#### [Requirement]
Take the data below and filter it for lines containing the word "polynomial"; show each line found.

*** Opening of Provided entries ***

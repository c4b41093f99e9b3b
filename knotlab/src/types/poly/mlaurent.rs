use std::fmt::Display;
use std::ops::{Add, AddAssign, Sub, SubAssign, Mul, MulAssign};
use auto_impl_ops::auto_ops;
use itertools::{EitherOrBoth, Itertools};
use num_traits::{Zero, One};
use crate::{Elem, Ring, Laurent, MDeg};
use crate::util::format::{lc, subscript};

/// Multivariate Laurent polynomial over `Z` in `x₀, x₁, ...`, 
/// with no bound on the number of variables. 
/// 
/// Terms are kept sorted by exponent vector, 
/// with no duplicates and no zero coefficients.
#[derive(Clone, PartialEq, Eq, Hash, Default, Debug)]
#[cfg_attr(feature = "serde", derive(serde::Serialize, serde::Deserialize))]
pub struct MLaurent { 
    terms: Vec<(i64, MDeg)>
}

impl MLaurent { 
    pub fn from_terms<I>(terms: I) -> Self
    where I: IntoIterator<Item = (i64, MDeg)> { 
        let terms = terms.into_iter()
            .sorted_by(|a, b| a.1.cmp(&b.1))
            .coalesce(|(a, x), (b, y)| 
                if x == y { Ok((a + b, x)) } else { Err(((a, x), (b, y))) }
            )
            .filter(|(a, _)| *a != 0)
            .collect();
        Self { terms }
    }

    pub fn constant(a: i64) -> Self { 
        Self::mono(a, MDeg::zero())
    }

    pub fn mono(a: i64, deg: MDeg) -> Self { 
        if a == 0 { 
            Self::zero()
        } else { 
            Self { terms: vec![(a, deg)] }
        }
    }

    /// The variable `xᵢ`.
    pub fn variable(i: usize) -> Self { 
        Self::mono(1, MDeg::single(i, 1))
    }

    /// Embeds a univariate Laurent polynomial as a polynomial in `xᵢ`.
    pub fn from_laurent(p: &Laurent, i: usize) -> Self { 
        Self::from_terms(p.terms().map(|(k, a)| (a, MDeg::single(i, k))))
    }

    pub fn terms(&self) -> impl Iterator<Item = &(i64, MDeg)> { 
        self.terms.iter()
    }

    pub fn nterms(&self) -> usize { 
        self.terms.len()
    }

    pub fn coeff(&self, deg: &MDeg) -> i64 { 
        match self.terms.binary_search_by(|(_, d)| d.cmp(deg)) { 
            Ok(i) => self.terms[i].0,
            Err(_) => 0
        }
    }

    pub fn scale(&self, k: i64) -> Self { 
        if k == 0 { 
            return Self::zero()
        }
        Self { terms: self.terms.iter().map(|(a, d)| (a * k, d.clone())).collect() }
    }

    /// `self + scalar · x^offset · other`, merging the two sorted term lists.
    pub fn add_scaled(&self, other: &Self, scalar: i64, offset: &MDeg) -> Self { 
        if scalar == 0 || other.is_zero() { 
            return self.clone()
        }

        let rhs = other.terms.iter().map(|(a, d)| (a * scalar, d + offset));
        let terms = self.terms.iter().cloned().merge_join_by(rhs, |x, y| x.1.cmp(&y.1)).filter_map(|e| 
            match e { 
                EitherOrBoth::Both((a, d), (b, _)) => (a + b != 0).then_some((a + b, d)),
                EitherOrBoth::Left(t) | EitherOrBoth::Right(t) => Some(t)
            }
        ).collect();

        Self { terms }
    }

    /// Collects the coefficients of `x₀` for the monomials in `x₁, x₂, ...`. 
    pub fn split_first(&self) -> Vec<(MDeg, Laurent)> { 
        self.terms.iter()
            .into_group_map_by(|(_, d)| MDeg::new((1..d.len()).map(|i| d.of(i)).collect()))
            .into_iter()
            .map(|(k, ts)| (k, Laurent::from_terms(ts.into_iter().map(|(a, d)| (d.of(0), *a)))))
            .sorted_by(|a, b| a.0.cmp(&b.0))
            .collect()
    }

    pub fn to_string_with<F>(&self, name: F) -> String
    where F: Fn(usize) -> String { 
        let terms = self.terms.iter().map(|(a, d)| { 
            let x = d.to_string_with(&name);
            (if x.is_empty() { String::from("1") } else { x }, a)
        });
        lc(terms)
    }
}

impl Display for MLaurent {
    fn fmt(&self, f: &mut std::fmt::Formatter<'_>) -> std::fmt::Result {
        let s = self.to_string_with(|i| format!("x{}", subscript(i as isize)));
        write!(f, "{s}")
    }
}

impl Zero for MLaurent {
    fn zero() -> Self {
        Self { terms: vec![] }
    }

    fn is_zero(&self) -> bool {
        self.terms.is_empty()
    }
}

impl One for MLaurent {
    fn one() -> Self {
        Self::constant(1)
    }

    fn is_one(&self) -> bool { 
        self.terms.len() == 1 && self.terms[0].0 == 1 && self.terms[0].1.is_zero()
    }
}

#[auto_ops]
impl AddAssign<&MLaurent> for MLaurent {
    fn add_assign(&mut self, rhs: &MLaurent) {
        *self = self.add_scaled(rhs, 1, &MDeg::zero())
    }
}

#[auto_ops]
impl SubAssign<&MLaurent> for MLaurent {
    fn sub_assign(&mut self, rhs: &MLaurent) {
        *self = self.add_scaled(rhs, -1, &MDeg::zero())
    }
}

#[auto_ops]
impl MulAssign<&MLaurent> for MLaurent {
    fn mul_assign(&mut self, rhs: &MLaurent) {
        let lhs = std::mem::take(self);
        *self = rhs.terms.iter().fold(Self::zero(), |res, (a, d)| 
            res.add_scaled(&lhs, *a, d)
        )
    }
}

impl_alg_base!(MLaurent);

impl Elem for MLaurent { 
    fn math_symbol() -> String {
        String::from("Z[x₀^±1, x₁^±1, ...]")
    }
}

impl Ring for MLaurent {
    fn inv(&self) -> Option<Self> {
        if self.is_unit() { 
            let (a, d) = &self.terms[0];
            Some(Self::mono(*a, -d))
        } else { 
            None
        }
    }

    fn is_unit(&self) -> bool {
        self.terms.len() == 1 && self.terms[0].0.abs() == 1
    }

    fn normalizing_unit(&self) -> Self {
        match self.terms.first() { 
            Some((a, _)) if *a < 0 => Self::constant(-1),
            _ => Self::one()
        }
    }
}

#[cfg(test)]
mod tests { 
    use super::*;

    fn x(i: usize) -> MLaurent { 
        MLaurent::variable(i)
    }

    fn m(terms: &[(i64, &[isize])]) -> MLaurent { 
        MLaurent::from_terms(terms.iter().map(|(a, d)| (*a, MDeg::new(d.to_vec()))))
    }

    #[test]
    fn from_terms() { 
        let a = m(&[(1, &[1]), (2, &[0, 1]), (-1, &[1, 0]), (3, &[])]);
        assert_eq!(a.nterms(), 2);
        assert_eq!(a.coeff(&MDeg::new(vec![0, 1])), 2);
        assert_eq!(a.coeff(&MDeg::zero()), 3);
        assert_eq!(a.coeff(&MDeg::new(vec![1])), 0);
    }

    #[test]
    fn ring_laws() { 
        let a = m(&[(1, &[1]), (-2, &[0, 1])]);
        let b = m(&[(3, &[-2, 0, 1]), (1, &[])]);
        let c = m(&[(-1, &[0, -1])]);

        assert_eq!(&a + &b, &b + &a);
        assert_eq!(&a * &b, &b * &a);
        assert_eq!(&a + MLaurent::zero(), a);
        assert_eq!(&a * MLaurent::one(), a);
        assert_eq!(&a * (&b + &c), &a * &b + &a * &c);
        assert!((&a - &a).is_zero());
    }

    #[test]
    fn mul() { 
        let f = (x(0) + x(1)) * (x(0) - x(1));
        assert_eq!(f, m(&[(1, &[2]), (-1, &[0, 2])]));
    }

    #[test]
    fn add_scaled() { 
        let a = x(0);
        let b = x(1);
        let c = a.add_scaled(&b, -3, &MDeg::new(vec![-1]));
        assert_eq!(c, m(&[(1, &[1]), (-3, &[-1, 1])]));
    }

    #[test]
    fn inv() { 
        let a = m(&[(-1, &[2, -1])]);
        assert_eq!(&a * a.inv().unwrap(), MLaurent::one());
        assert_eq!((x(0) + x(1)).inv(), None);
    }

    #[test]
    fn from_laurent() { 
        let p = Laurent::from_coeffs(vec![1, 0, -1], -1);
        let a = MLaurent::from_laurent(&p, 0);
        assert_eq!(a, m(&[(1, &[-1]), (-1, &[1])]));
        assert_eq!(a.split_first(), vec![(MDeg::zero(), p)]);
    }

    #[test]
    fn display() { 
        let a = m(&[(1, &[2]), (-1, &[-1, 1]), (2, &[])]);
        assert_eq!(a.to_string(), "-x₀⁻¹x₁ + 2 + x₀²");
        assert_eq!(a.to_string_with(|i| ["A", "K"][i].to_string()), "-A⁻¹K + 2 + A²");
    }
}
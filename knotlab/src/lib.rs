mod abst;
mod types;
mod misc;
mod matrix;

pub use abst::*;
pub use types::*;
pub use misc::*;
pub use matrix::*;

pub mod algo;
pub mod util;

*** Close of Provided entries ***

#### [Expected output]
/// Multivariate Laurent polynomial over `Z` in `x₀, x₁, ...`, 
    /// Embeds a univariate Laurent polynomial as a polynomial in `xᵢ`.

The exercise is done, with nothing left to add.